» Exercise
All of the data is to be restated word for word.

Saved data entries:

//! The build request facade: parameters plus their build reference.

use std::fmt;
use std::path::PathBuf;

use super::{
    BuildParameters, BuildReference, BuildResultLocation, Layer, ModulePrefix, PackageRef, compute_digest,
    render_profile_with, resolve_prefixes,
};
use crate::constants::TOOLKIT_PACKAGE;
use crate::core::{DtkError, Result};
use crate::repository::{BuildStatus, PackageRepository};

/// An immutable build request with its build reference.
///
/// The reference is computed once at construction; a request that cannot be
/// given a reference is never created.
///
/// # Examples
///
/// ```rust,no_run
/// use dtk_build::build::BuildRequest;
/// use dtk_build::repository::{CacheDirectory, FsPackageRepository};
///
/// # fn example() -> anyhow::Result<()> {
/// let request = BuildRequest::from_json(
///     r#"{"packages":[{"name":"dojo","version":"1.9"}],
///        "optimise":"closure",
///        "layers":[{"name":"dojo.js","modules":[{"name":"dojo.parser","package":"dojo"}]}]}"#,
/// )?;
///
/// let repository = FsPackageRepository::new("/srv/dtk/packages");
/// let cache = CacheDirectory::new("/var/cache/dtk");
///
/// println!("{}", request.profile_text(&repository)?);
/// println!("archive at {}", request.result_archive_path(&cache).display());
/// # Ok(())
/// # }
/// ```
#[derive(Debug, Clone, PartialEq, Eq)]
pub struct BuildRequest {
    params: BuildParameters,
    reference: BuildReference,
}

impl BuildRequest {
    /// Validate `params` and compute their build reference.
    ///
    /// # Errors
    ///
    /// Returns [`DtkError::InvalidRequest`] if the parameters fail
    /// [`BuildParameters::validate`], or [`DtkError::DigestFailed`] if the
    /// reference cannot be computed.
    pub fn new(params: BuildParameters) -> Result<Self> {
        params.validate()?;
        let reference = compute_digest(&params)?;
        tracing::info!(
            "Build request {reference}: {} package(s), {} layer(s)",
            params.packages.len(),
            params.layers.len()
        );
        Ok(Self {
            params,
            reference,
        })
    }

    /// Parse the service's JSON request shape and build the request.
    ///
    /// # Errors
    ///
    /// [`DtkError::InvalidRequest`] for a malformed or invalid request, or
    /// [`DtkError::DigestFailed`].
    pub fn from_json(json: &str) -> Result<Self> {
        Self::new(BuildParameters::from_json(json)?)
    }

    pub fn reference(&self) -> &BuildReference {
        &self.reference
    }

    pub fn parameters(&self) -> &BuildParameters {
        &self.params
    }

    pub fn packages(&self) -> &[PackageRef] {
        &self.params.packages
    }

    pub fn layers(&self) -> &[Layer] {
        &self.params.layers
    }

    pub fn cdn(&self) -> &str {
        &self.params.cdn
    }

    pub fn optimise(&self) -> &str {
        &self.params.optimise
    }

    pub fn css_optimise(&self) -> &str {
        &self.params.css_optimise
    }

    pub fn platforms(&self) -> &str {
        &self.params.platforms
    }

    pub fn themes(&self) -> &str {
        &self.params.themes
    }

    /// The declared toolkit package, if the request includes it.
    pub fn toolkit_package(&self) -> Option<&PackageRef> {
        self.params.package(TOOLKIT_PACKAGE)
    }

    pub fn toolkit_version(&self) -> Option<&str> {
        self.toolkit_package().map(|package| package.version.as_str())
    }

    /// Installed location of the declared toolkit package.
    ///
    /// Returns `Ok(None)` when the request does not declare the toolkit.
    ///
    /// # Errors
    ///
    /// [`DtkError::PackageNotFound`] if the repository cannot locate it.
    pub fn toolkit_location(&self, repository: &dyn PackageRepository) -> Result<Option<PathBuf>> {
        let Some(package) = self.toolkit_package() else {
            return Ok(None);
        };
        repository
            .package_location(&package.name, &package.version)
            .map(Some)
            .map_err(|err| DtkError::PackageNotFound {
                name: package.name.clone(),
                version: package.version.clone(),
                reason: format!("{err:#}"),
            })
    }

    /// See [`resolve_prefixes`].
    ///
    /// # Errors
    ///
    /// [`DtkError::UndeclaredPackage`] or [`DtkError::PackageNotFound`].
    pub fn module_prefixes(&self, repository: &dyn PackageRepository) -> Result<Vec<ModulePrefix>> {
        resolve_prefixes(&self.params, repository)
    }

    /// The bundler profile for this request.
    ///
    /// # Errors
    ///
    /// Prefix resolution errors, or [`DtkError::ProfileRender`].
    pub fn profile_text(&self, repository: &dyn PackageRepository) -> Result<String> {
        let prefixes = self.module_prefixes(repository)?;
        render_profile_with(&self.params, &prefixes)
    }

    pub fn result_location(&self, status: &dyn BuildStatus) -> BuildResultLocation {
        BuildResultLocation::for_reference(status, &self.reference)
    }

    pub fn result_dir(&self, status: &dyn BuildStatus) -> PathBuf {
        self.result_location(status).dir().to_path_buf()
    }

    pub fn result_archive_path(&self, status: &dyn BuildStatus) -> PathBuf {
        self.result_location(status).archive_path()
    }

    pub fn layer_output_paths(&self, status: &dyn BuildStatus) -> Vec<PathBuf> {
        self.result_location(status).layer_outputs(&self.params.layers)
    }
}

impl fmt::Display for BuildRequest {
    fn fmt(&self, f: &mut fmt::Formatter<'_>) -> fmt::Result {
        let packages = serde_json::to_string(&self.params.packages).map_err(|_| fmt::Error)?;
        let layers = serde_json::to_string(&self.params.layers).map_err(|_| fmt::Error)?;
        write!(
            f,
            "BuildRequest {}: packages={packages}, cdn={}, optimise={}, cssOptimise={}, platforms={}, themes={}, layers={layers}",
            self.reference,
            self.params.cdn,
            self.params.optimise,
            self.params.css_optimise,
            self.params.platforms,
            self.params.themes,
        )
    }
}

» Response
//! The build request facade: parameters plus their build reference.

use std::fmt;
use std::path::PathBuf;

use super::{
    BuildParameters, BuildReference, BuildResultLocation, Layer, ModulePrefix, PackageRef, compute_digest,
    render_profile_with, resolve_prefixes,
};
use crate::constants::TOOLKIT_PACKAGE;
use crate::core::{DtkError, Result};
use crate::repository::{BuildStatus, PackageRepository};

/// An immutable build request with its build reference.
///
/// The reference is computed once at construction; a request that cannot be
/// given a reference is never created.
///
/// # Examples
///
/// ```rust,no_run
/// use dtk_build::build::BuildRequest;
/// use dtk_build::repository::{CacheDirectory, FsPackageRepository};
///
/// # fn example() -> anyhow::Result<()> {
/// let request = BuildRequest::from_json(
///     r#"{"packages":[{"name":"dojo","version":"1.9"}],
///        "optimise":"closure",
///        "layers":[{"name":"dojo.js","modules":[{"name":"dojo.parser","package":"dojo"}]}]}"#,
/// )?;
///
/// let repository = FsPackageRepository::new("/srv/dtk/packages");
/// let cache = CacheDirectory::new("/var/cache/dtk");
///
/// println!("{}", request.profile_text(&repository)?);
/// println!("archive at {}", request.result_archive_path(&cache).display());
/// # Ok(())
/// # }
/// ```
#[derive(Debug, Clone, PartialEq, Eq)]
pub struct BuildRequest {
    params: BuildParameters,
    reference: BuildReference,
}

impl BuildRequest {
    /// Validate `params` and compute their build reference.
    ///
    /// # Errors
    ///
    /// Returns [`DtkError::InvalidRequest`] if the parameters fail
    /// [`BuildParameters::validate`], or [`DtkError::DigestFailed`] if the
    /// reference cannot be computed.
    pub fn new(params: BuildParameters) -> Result<Self> {
        params.validate()?;
        let reference = compute_digest(&params)?;
        tracing::info!(
            "Build request {reference}: {} package(s), {} layer(s)",
            params.packages.len(),
            params.layers.len()
        );
        Ok(Self {
            params,
            reference,
        })
    }

    /// Parse the service's JSON request shape and build the request.
    ///
    /// # Errors
    ///
    /// [`DtkError::InvalidRequest`] for a malformed or invalid request, or
    /// [`DtkError::DigestFailed`].
    pub fn from_json(json: &str) -> Result<Self> {
        Self::new(BuildParameters::from_json(json)?)
    }

    pub fn reference(&self) -> &BuildReference {
        &self.reference
    }

    pub fn parameters(&self) -> &BuildParameters {
        &self.params
    }

    pub fn packages(&self) -> &[PackageRef] {
        &self.params.packages
    }

    pub fn layers(&self) -> &[Layer] {
        &self.params.layers
    }

    pub fn cdn(&self) -> &str {
        &self.params.cdn
    }

    pub fn optimise(&self) -> &str {
        &self.params.optimise
    }

    pub fn css_optimise(&self) -> &str {
        &self.params.css_optimise
    }

    pub fn platforms(&self) -> &str {
        &self.params.platforms
    }

    pub fn themes(&self) -> &str {
        &self.params.themes
    }

    /// The declared toolkit package, if the request includes it.
    pub fn toolkit_package(&self) -> Option<&PackageRef> {
        self.params.package(TOOLKIT_PACKAGE)
    }

    pub fn toolkit_version(&self) -> Option<&str> {
        self.toolkit_package().map(|package| package.version.as_str())
    }

    /// Installed location of the declared toolkit package.
    ///
    /// Returns `Ok(None)` when the request does not declare the toolkit.
    ///
    /// # Errors
    ///
    /// [`DtkError::PackageNotFound`] if the repository cannot locate it.
    pub fn toolkit_location(&self, repository: &dyn PackageRepository) -> Result<Option<PathBuf>> {
        let Some(package) = self.toolkit_package() else {
            return Ok(None);
        };
        repository
            .package_location(&package.name, &package.version)
            .map(Some)
            .map_err(|err| DtkError::PackageNotFound {
                name: package.name.clone(),
                version: package.version.clone(),
                reason: format!("{err:#}"),
            })
    }

    /// See [`resolve_prefixes`].
    ///
    /// # Errors
    ///
    /// [`DtkError::UndeclaredPackage`] or [`DtkError::PackageNotFound`].
    pub fn module_prefixes(&self, repository: &dyn PackageRepository) -> Result<Vec<ModulePrefix>> {
        resolve_prefixes(&self.params, repository)
    }

    /// The bundler profile for this request.
    ///
    /// # Errors
    ///
    /// Prefix resolution errors, or [`DtkError::ProfileRender`].
    pub fn profile_text(&self, repository: &dyn PackageRepository) -> Result<String> {
        let prefixes = self.module_prefixes(repository)?;
        render_profile_with(&self.params, &prefixes)
    }

    pub fn result_location(&self, status: &dyn BuildStatus) -> BuildResultLocation {
        BuildResultLocation::for_reference(status, &self.reference)
    }

    pub fn result_dir(&self, status: &dyn BuildStatus) -> PathBuf {
        self.result_location(status).dir().to_path_buf()
    }

    pub fn result_archive_path(&self, status: &dyn BuildStatus) -> PathBuf {
        self.result_location(status).archive_path()
    }

    pub fn layer_output_paths(&self, status: &dyn BuildStatus) -> Vec<PathBuf> {
        self.result_location(status).layer_outputs(&self.params.layers)
    }
}

impl fmt::Display for BuildRequest {
    fn fmt(&self, f: &mut fmt::Formatter<'_>) -> fmt::Result {
        let packages = serde_json::to_string(&self.params.packages).map_err(|_| fmt::Error)?;
        let layers = serde_json::to_string(&self.params.layers).map_err(|_| fmt::Error)?;
        write!(
            f,
            "BuildRequest {}: packages={packages}, cdn={}, optimise={}, cssOptimise={}, platforms={}, themes={}, layers={layers}",
            self.reference,
            self.params.cdn,
            self.params.optimise,
            self.params.css_optimise,
            self.params.platforms,
            self.params.themes,
        )
    }
}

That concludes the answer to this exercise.